§ **What you should do**:
Beginning with the first line of the data below, reproduce every line unchanged, ending with the line that holds "use crate::resolver::RecursiveResolver;".

"""

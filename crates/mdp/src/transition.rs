//! The state-action transition tensor.

use dungeon_core::{Direction, GridMap, StateCodec, StateId, TreasureStage, WorldState};
use dungeon_prob::Dist;
use tracing::{debug, info};

use crate::config::{ChainConfig, ResolverConfig};
use crate::error::MdpError;
use crate::resolver::RecursiveResolver;
use crate::stationary::StationaryChain;

/// Rows closer to 1 than this count as normalized.
pub const ROW_TOLERANCE: f64 = 1e-6;

/// `T[s][a][s']`, stored flat. Every row `T[s][a]` is a distribution.
#[derive(Debug, Clone, PartialEq)]
pub struct TransitionTensor {
    num_states: usize,
    data: Vec<f64>,
}

impl TransitionTensor {
    /// A tensor of zeros; rows must be filled before use.
    fn zeros(num_states: usize) -> Self {
        Self {
            num_states,
            data: vec![0.0; num_states * Direction::COUNT * num_states],
        }
    }

    pub fn num_states(&self) -> usize {
        self.num_states
    }

    fn offset(&self, state: StateId, action: usize) -> usize {
        (state * Direction::COUNT + action) * self.num_states
    }

    /// Row `T[state][action]`.
    ///
    /// # Panics
    ///
    /// Panics if `state >= num_states()` or `action >= 4`.
    pub fn row(&self, state: StateId, action: usize) -> &[f64] {
        let start = self.offset(state, action);
        &self.data[start..start + self.num_states]
    }

    fn set_row(&mut self, state: StateId, action: usize, row: &[f64]) {
        let start = self.offset(state, action);
        self.data[start..start + self.num_states].copy_from_slice(row);
    }

    /// `P(next | state, action)`.
    pub fn get(&self, state: StateId, action: usize, next: StateId) -> f64 {
        self.row(state, action)[next]
    }

    /// Most likely successor of `(state, action)` and its probability.
    /// Ties go to the lowest id.
    pub fn most_likely(&self, state: StateId, action: usize) -> (StateId, f64) {
        let row = self.row(state, action);
        let mut best = 0;
        for (next, &p) in row.iter().enumerate() {
            if p > row[best] {
                best = next;
            }
        }
        (best, row[best])
    }

    /// `Σ_s' T[state][action][s'] · values[s']`.
    pub fn expectation(&self, state: StateId, action: usize, values: &[f64]) -> f64 {
        self.row(state, action)
            .iter()
            .zip(values)
            .map(|(p, v)| p * v)
            .sum()
    }

    /// Check that every row sums to 1.
    ///
    /// # Errors
    ///
    /// [`MdpError::RowNotNormalized`] for the first offending row.
    pub fn validate(&self) -> Result<(), MdpError> {
        for state in 0..self.num_states {
            for action in 0..Direction::COUNT {
                let sum: f64 = self.row(state, action).iter().sum();
                if (sum - 1.0).abs() > ROW_TOLERANCE {
                    return Err(MdpError::RowNotNormalized { state, action, sum });
                }
            }
        }
        Ok(())
    }
}

/// Builds [`TransitionTensor`]s for one grid.
///
/// Outcomes are computed once per destination cell and scattered back to
/// every `(state, action)` whose move lands there: if `q` is the neighbour
/// of `p` in direction `d`, then moving `d.reverse()` from `q` reaches `p`.
/// Moves that go nowhere (pushing against the border) settle in place
/// through the stationary chain.
#[derive(Debug)]
pub struct TransitionBuilder<'a> {
    grid: &'a GridMap,
    codec: StateCodec,
    stationary: StationaryChain,
    resolver: RecursiveResolver,
}

impl<'a> TransitionBuilder<'a> {
    pub fn new(
        grid: &'a GridMap,
        chain: ChainConfig,
        resolver: ResolverConfig,
    ) -> Result<Self, MdpError> {
        Ok(Self {
            grid,
            codec: StateCodec::new(grid.rows(), grid.cols())?,
            stationary: StationaryChain::new(grid, chain)?,
            resolver: RecursiveResolver::new(grid, resolver)?,
        })
    }

    pub fn codec(&self) -> &StateCodec {
        &self.codec
    }

    pub fn stationary(&self) -> &StationaryChain {
        &self.stationary
    }

    pub fn resolver(&self) -> &RecursiveResolver {
        &self.resolver
    }

    /// Outcome of entering `position` while holding `(sword, stage)`.
    pub fn entering(
        &mut self,
        position: usize,
        sword: bool,
        stage: TreasureStage,
    ) -> Result<Dist, MdpError> {
        if self.grid.cell(position).is_recursive() {
            self.resolver
                .resolve(position, sword, stage, &self.stationary)
        } else {
            let id = self.codec.to_id(WorldState::new(sword, stage, position))?;
            self.stationary.row(id)
        }
    }

    /// Assemble and validate the full tensor.
    pub fn build(&mut self) -> Result<TransitionTensor, MdpError> {
        let n = self.codec.num_states();
        let mut tensor = TransitionTensor::zeros(n);
        let mut touched = vec![false; n * Direction::COUNT];

        for destination in 0..self.grid.len() {
            let coord = self.grid.coord(destination);
            let neighbors = self.grid.neighbors(coord);
            for sword in [false, true] {
                for stage in TreasureStage::ALL {
                    let outcome = self.entering(destination, sword, stage)?;
                    for &(origin, direction) in &neighbors {
                        let action = direction.reverse().index();
                        let source = self.codec.to_id(WorldState::new(
                            sword,
                            stage,
                            self.grid.position(origin),
                        ))?;
                        tensor.set_row(source, action, &outcome.p);
                        touched[source * Direction::COUNT + action] = true;
                    }
                }
            }
        }

        let mut stayed = 0;
        for state in 0..n {
            for action in 0..Direction::COUNT {
                if !touched[state * Direction::COUNT + action] {
                    let settle = self.stationary.row(state)?;
                    tensor.set_row(state, action, &settle.p);
                    stayed += 1;
                }
            }
        }
        debug!(
            stayed,
            resolved = self.resolver.cached(),
            "filled unreachable moves from the stationary chain"
        );

        tensor.validate()?;
        info!(states = n, "built transition tensor");
        Ok(tensor)
    }
}

#[cfg(test)]
mod tests {
    use super::*;
    use dungeon_core::Coord;

    fn id(codec: &StateCodec, sword: bool, stage: TreasureStage, pos: usize) -> StateId {
        codec.to_id(WorldState::new(sword, stage, pos)).unwrap()
    }

    #[test]
    fn test_two_by_two_moves() {
        // treasure key
        // sword    start
        let grid = GridMap::parse("2,2\ngihb").unwrap();
        let mut builder =
            TransitionBuilder::new(&grid, ChainConfig::default(), ResolverConfig::default())
                .unwrap();
        let codec = *builder.codec();
        let t = builder.build().unwrap();
        use TreasureStage::*;

        let start = id(&codec, false, Nothing, 3);
        let north = Direction::North.index();
        let (next, p) = t.most_likely(start, north);
        assert_eq!(next, id(&codec, false, HasKey, 1));
        assert_eq!(p, 1.0);

        // pushing against the border from the start stays put
        let (next, p) = t.most_likely(start, Direction::East.index());
        assert_eq!((next, p), (start, 1.0));

        // sword at (1, 0)
        let (next, _) = t.most_likely(start, Direction::West.index());
        assert_eq!(next, id(&codec, true, Nothing, 2));

        // treasure needs the key
        let key = id(&codec, false, HasKey, 1);
        let (next, _) = t.most_likely(key, Direction::West.index());
        assert_eq!(next, id(&codec, false, HasTreasure, 0));
        let bare = id(&codec, false, Nothing, 1);
        let (next, _) = t.most_likely(bare, Direction::West.index());
        assert_eq!(next, id(&codec, false, Nothing, 0));
    }

    #[test]
    fn test_death_is_absorbing() {
        let grid = GridMap::parse("2,2\ngihb").unwrap();
        let mut builder =
            TransitionBuilder::new(&grid, ChainConfig::default(), ResolverConfig::default())
                .unwrap();
        let death = builder.codec().death_id();
        let t = builder.build().unwrap();
        for action in 0..Direction::COUNT {
            assert_eq!(t.get(death, action, death), 1.0);
        }
    }

    #[test]
    fn test_wall_sends_back_to_start() {
        // g i
        // c a
        // h b
        let grid = GridMap::parse("3,2\ngicahb").unwrap();
        let mut builder =
            TransitionBuilder::new(&grid, ChainConfig::default(), ResolverConfig::default())
                .unwrap();
        let codec = *builder.codec();
        let t = builder.build().unwrap();

        let sword = grid.position(Coord::new(2, 0));
        let from = id(&codec, true, TreasureStage::HasKey, sword);
        let start = grid.position(grid.start());
        assert_eq!(
            t.most_likely(from, Direction::North.index()),
            (id(&codec, true, TreasureStage::HasKey, start), 1.0)
        );
    }

    #[test]
    fn test_portal_row_spreads() {
        // g j
        // i a
        // h b
        let grid = GridMap::parse("3,2\ngjiahb").unwrap();
        let mut builder =
            TransitionBuilder::new(&grid, ChainConfig::default(), ResolverConfig::default())
                .unwrap();
        let codec = *builder.codec();
        let t = builder.build().unwrap();

        let below = id(&codec, false, TreasureStage::Nothing, 3);
        let (_, p) = t.most_likely(below, Direction::North.index());
        assert!(p < 1.0);
        let row = t.row(below, Direction::North.index());
        // landing on the key cell picks the key up
        let on_key = id(&codec, false, TreasureStage::HasKey, 2);
        assert!((row[on_key] - 0.2).abs() < 1e-9);
    }

    #[test]
    fn test_validate_rejects_bad_row() {
        let mut t = TransitionTensor::zeros(2);
        t.set_row(0, 0, &[1.0, 0.0]);
        assert!(matches!(
            t.validate(),
            Err(MdpError::RowNotNormalized { state: 0, action: 1, .. })
        ));
    }
}
#![cfg(target_arch = "wasm32")]
use wasm_bindgen::prelude::*;
use web_sys as web;

mod audio;
mod bootstrap;
mod constants;
mod dom;
mod events;
mod geometry;
mod mounted;
mod observers;
mod scheduler;

#[wasm_bindgen(start)]
pub fn start() -> Result<(), JsValue> {
    console_error_panic_hook::set_once();
    console_log::init_with_level(log::Level::Info).ok();
    log::info!("kinesis-web starting");

    if let Err(e) = init() {
        log::error!("init error: {:?}", e);
    }
    Ok(())
}

fn init() -> anyhow::Result<()> {
    let document = dom::window_document().ok_or_else(|| anyhow::anyhow!("no document"))?;
    bootstrap::scan(&document);
    let body = document
        .body()
        .ok_or_else(|| anyhow::anyhow!("no document body"))?;
    bootstrap::watch_document(&body)?;
    Ok(())
}

/// Mount containers added since the last scan and drop detached ones.
#[wasm_bindgen]
pub fn refresh() {
    bootstrap::prune();
    if let Some(document) = dom::window_document() {
        bootstrap::scan(&document);
    }
}

/// Start playback of an audio container. Returns `false` when `el` is not
/// a mounted audio container.
#[wasm_bindgen(js_name = playAudio)]
pub fn play_audio(el: &web::Element) -> bool {
    bootstrap::with_container(el, |m| m.play()).unwrap_or(false)
}

#[wasm_bindgen(js_name = stopAudio)]
pub fn stop_audio(el: &web::Element) -> bool {
    bootstrap::with_container(el, |m| m.stop()).unwrap_or(false)
}

#[wasm_bindgen]
pub fn destroy(el: &web::Element) -> bool {
    bootstrap::destroy(el)
}

#[wasm_bindgen(js_name = destroyAll)]
pub fn destroy_all() {
    bootstrap::destroy_all();
}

"""

§ **Expected output**:
filename crates/mdp/src/transition.rs
//! The state-action transition tensor.

use dungeon_core::{Direction, GridMap, StateCodec, StateId, TreasureStage, WorldState};
use dungeon_prob::Dist;
use tracing::{debug, info};

use crate::config::{ChainConfig, ResolverConfig};
use crate::error::MdpError;
use crate::resolver::RecursiveResolver;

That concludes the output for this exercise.